Stored data entries
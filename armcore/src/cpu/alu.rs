//! Arithmetic flag algebra and the barrel shifter.
//!
//! Carry and overflow are derived with the same bit algebra the hardware
//! carry chain implements, not by widening to 64 bits: carry-out of
//! `a + b (+ cin)` is the majority function `(a&b) | (a&!r) | (b&!r)` at bit
//! 31, and subtraction reuses it through `a + !b + cin` with the ARM "C =
//! not borrow" convention. The formulas hold for any carry-in, which is what
//! makes ADC/SBC/RSC fall out of the same two functions.

use serde::{Deserialize, Serialize};

use crate::bitwise::Bits;
use crate::cpu::flags::ShiftKind;

/// Value plus the C/V outcomes of an arithmetic operation.
#[derive(Debug, Clone, Copy, Eq, PartialEq, Serialize, Deserialize)]
pub struct AluResult {
    pub value: u32,
    pub carry: bool,
    pub overflow: bool,
}

/// `a + b + carry_in`, with carry-out and signed overflow.
#[must_use]
pub const fn add_with_carry(a: u32, b: u32, carry_in: bool) -> AluResult {
    let r = a.wrapping_add(b).wrapping_add(carry_in as u32);
    AluResult {
        value: r,
        carry: ((a & b) | (a & !r) | (b & !r)) >> 31 != 0,
        overflow: (!(a ^ b) & (a ^ r)) >> 31 != 0,
    }
}

/// `a - b - !carry_in`, with C = "no borrow" and signed overflow.
///
/// Plain SUB/RSB/CMP pass `carry_in = true`; SBC/RSC pass the current C
/// flag.
#[must_use]
pub const fn sub_with_carry(a: u32, b: u32, carry_in: bool) -> AluResult {
    let r = a.wrapping_sub(b).wrapping_sub(!carry_in as u32);
    AluResult {
        value: r,
        carry: ((a & !b) | (a & !r) | (!b & !r)) >> 31 != 0,
        overflow: ((a ^ b) & (a ^ r)) >> 31 != 0,
    }
}

/// Shifter output: the shifted value and the carry-out that logical ALU
/// operations move into C.
#[derive(Debug, Clone, Copy, Eq, PartialEq, Serialize, Deserialize)]
pub struct ShiftResult {
    pub value: u32,
    pub carry: bool,
}

/// Barrel shift with an amount taken from the instruction's 5-bit immediate
/// field. Amount 0 encodes the special cases: LSL#0 passes the value through
/// untouched, LSR#0/ASR#0 mean a shift by 32, and ROR#0 is RRX.
#[must_use]
pub fn shift_immediate(kind: ShiftKind, amount: u32, value: u32, carry_in: bool) -> ShiftResult {
    debug_assert!(amount < 32);
    match (kind, amount) {
        (ShiftKind::Lsl, 0) => ShiftResult {
            value,
            carry: carry_in,
        },
        (ShiftKind::Lsr | ShiftKind::Asr, 0) => shift_register(kind, 32, value, carry_in),
        (ShiftKind::Ror, 0) => ShiftResult {
            // RRX: rotate right through carry by one.
            value: (value >> 1) | (u32::from(carry_in) << 31),
            carry: value.get_bit(0),
        },
        _ => shift_register(kind, amount, value, carry_in),
    }
}

/// Barrel shift with an amount taken from a register. Only the low 8 bits
/// of the register take part; a zero amount leaves value and carry alone.
#[must_use]
pub fn shift_register(kind: ShiftKind, amount: u32, value: u32, carry_in: bool) -> ShiftResult {
    let amount = amount & 0xFF;
    if amount == 0 {
        return ShiftResult {
            value,
            carry: carry_in,
        };
    }

    match kind {
        ShiftKind::Lsl => match amount {
            1..=31 => ShiftResult {
                value: value << amount,
                carry: value.get_bit(32 - amount),
            },
            32 => ShiftResult {
                value: 0,
                carry: value.get_bit(0),
            },
            _ => ShiftResult {
                value: 0,
                carry: false,
            },
        },
        ShiftKind::Lsr => match amount {
            1..=31 => ShiftResult {
                value: value >> amount,
                carry: value.get_bit(amount - 1),
            },
            32 => ShiftResult {
                value: 0,
                carry: value.get_bit(31),
            },
            _ => ShiftResult {
                value: 0,
                carry: false,
            },
        },
        ShiftKind::Asr => match amount {
            1..=31 => ShiftResult {
                value: ((value as i32) >> amount) as u32,
                carry: value.get_bit(amount - 1),
            },
            // ASR by 32 or more fills with the sign bit everywhere.
            _ => ShiftResult {
                value: ((value as i32) >> 31) as u32,
                carry: value.get_bit(31),
            },
        },
        ShiftKind::Ror => {
            let rot = amount % 32;
            if rot == 0 {
                // A multiple of 32: value unchanged, carry from bit 31.
                ShiftResult {
                    value,
                    carry: value.get_bit(31),
                }
            } else {
                ShiftResult {
                    value: value.rotate_right(rot),
                    carry: value.get_bit(rot - 1),
                }
            }
        }
    }
}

# EXERCISE:
Retype each record. Keep every character as it is.

# RESULT FOR THIS TASK:
filename armcore/src/cpu/alu.rs
//! Arithmetic flag algebra and the barrel shifter.
//!
//! Carry and overflow are derived with the same bit algebra the hardware
//! carry chain implements, not by widening to 64 bits: carry-out of
//! `a + b (+ cin)` is the majority function `(a&b) | (a&!r) | (b&!r)` at bit
//! 31, and subtraction reuses it through `a + !b + cin` with the ARM "C =
//! not borrow" convention. The formulas hold for any carry-in, which is what
//! makes ADC/SBC/RSC fall out of the same two functions.

use serde::{Deserialize, Serialize};

use crate::bitwise::Bits;
use crate::cpu::flags::ShiftKind;

/// Value plus the C/V outcomes of an arithmetic operation.
#[derive(Debug, Clone, Copy, Eq, PartialEq, Serialize, Deserialize)]
pub struct AluResult {
    pub value: u32,
    pub carry: bool,
    pub overflow: bool,
}

/// `a + b + carry_in`, with carry-out and signed overflow.
#[must_use]
pub const fn add_with_carry(a: u32, b: u32, carry_in: bool) -> AluResult {
    let r = a.wrapping_add(b).wrapping_add(carry_in as u32);
    AluResult {
        value: r,
        carry: ((a & b) | (a & !r) | (b & !r)) >> 31 != 0,
        overflow: (!(a ^ b) & (a ^ r)) >> 31 != 0,
    }
}

/// `a - b - !carry_in`, with C = "no borrow" and signed overflow.
///
/// Plain SUB/RSB/CMP pass `carry_in = true`; SBC/RSC pass the current C
/// flag.
#[must_use]
pub const fn sub_with_carry(a: u32, b: u32, carry_in: bool) -> AluResult {
    let r = a.wrapping_sub(b).wrapping_sub(!carry_in as u32);
    AluResult {
        value: r,
        carry: ((a & !b) | (a & !r) | (!b & !r)) >> 31 != 0,
        overflow: ((a ^ b) & (a ^ r)) >> 31 != 0,
    }
}

/// Shifter output: the shifted value and the carry-out that logical ALU
/// operations move into C.
#[derive(Debug, Clone, Copy, Eq, PartialEq, Serialize, Deserialize)]
pub struct ShiftResult {
    pub value: u32,
    pub carry: bool,
}

/// Barrel shift with an amount taken from the instruction's 5-bit immediate
/// field. Amount 0 encodes the special cases: LSL#0 passes the value through
/// untouched, LSR#0/ASR#0 mean a shift by 32, and ROR#0 is RRX.
#[must_use]
pub fn shift_immediate(kind: ShiftKind, amount: u32, value: u32, carry_in: bool) -> ShiftResult {
    debug_assert!(amount < 32);
    match (kind, amount) {
        (ShiftKind::Lsl, 0) => ShiftResult {
            value,
            carry: carry_in,
        },
        (ShiftKind::Lsr | ShiftKind::Asr, 0) => shift_register(kind, 32, value, carry_in),
        (ShiftKind::Ror, 0) => ShiftResult {
            // RRX: rotate right through carry by one.
            value: (value >> 1) | (u32::from(carry_in) << 31),
            carry: value.get_bit(0),
        },
        _ => shift_register(kind, amount, value, carry_in),
    }
}

/// Barrel shift with an amount taken from a register. Only the low 8 bits
/// of the register take part; a zero amount leaves value and carry alone.
#[must_use]
pub fn shift_register(kind: ShiftKind, amount: u32, value: u32, carry_in: bool) -> ShiftResult {
    let amount = amount & 0xFF;
    if amount == 0 {
        return ShiftResult {
            value,
            carry: carry_in,
        };
    }

    match kind {
        ShiftKind::Lsl => match amount {
            1..=31 => ShiftResult {
                value: value << amount,
                carry: value.get_bit(32 - amount),
            },
            32 => ShiftResult {
                value: 0,
                carry: value.get_bit(0),
            },
            _ => ShiftResult {
                value: 0,
                carry: false,
            },
        },
        ShiftKind::Lsr => match amount {
            1..=31 => ShiftResult {
                value: value >> amount,
                carry: value.get_bit(amount - 1),
            },
            32 => ShiftResult {
                value: 0,
                carry: value.get_bit(31),
            },
            _ => ShiftResult {
                value: 0,
                carry: false,
            },
        },
        ShiftKind::Asr => match amount {
            1..=31 => ShiftResult {
                value: ((value as i32) >> amount) as u32,
                carry: value.get_bit(amount - 1),
            },
            // ASR by 32 or more fills with the sign bit everywhere.
            _ => ShiftResult {
                value: ((value as i32) >> 31) as u32,
                carry: value.get_bit(31),
            },
        },
        ShiftKind::Ror => {
            let rot = amount % 32;
            if rot == 0 {
                // A multiple of 32: value unchanged, carry from bit 31.
                ShiftResult {
                    value,
                    carry: value.get_bit(31),
                }
            } else {
                ShiftResult {
                    value: value.rotate_right(rot),
                    carry: value.get_bit(rot - 1),
                }
            }
        }
    }
}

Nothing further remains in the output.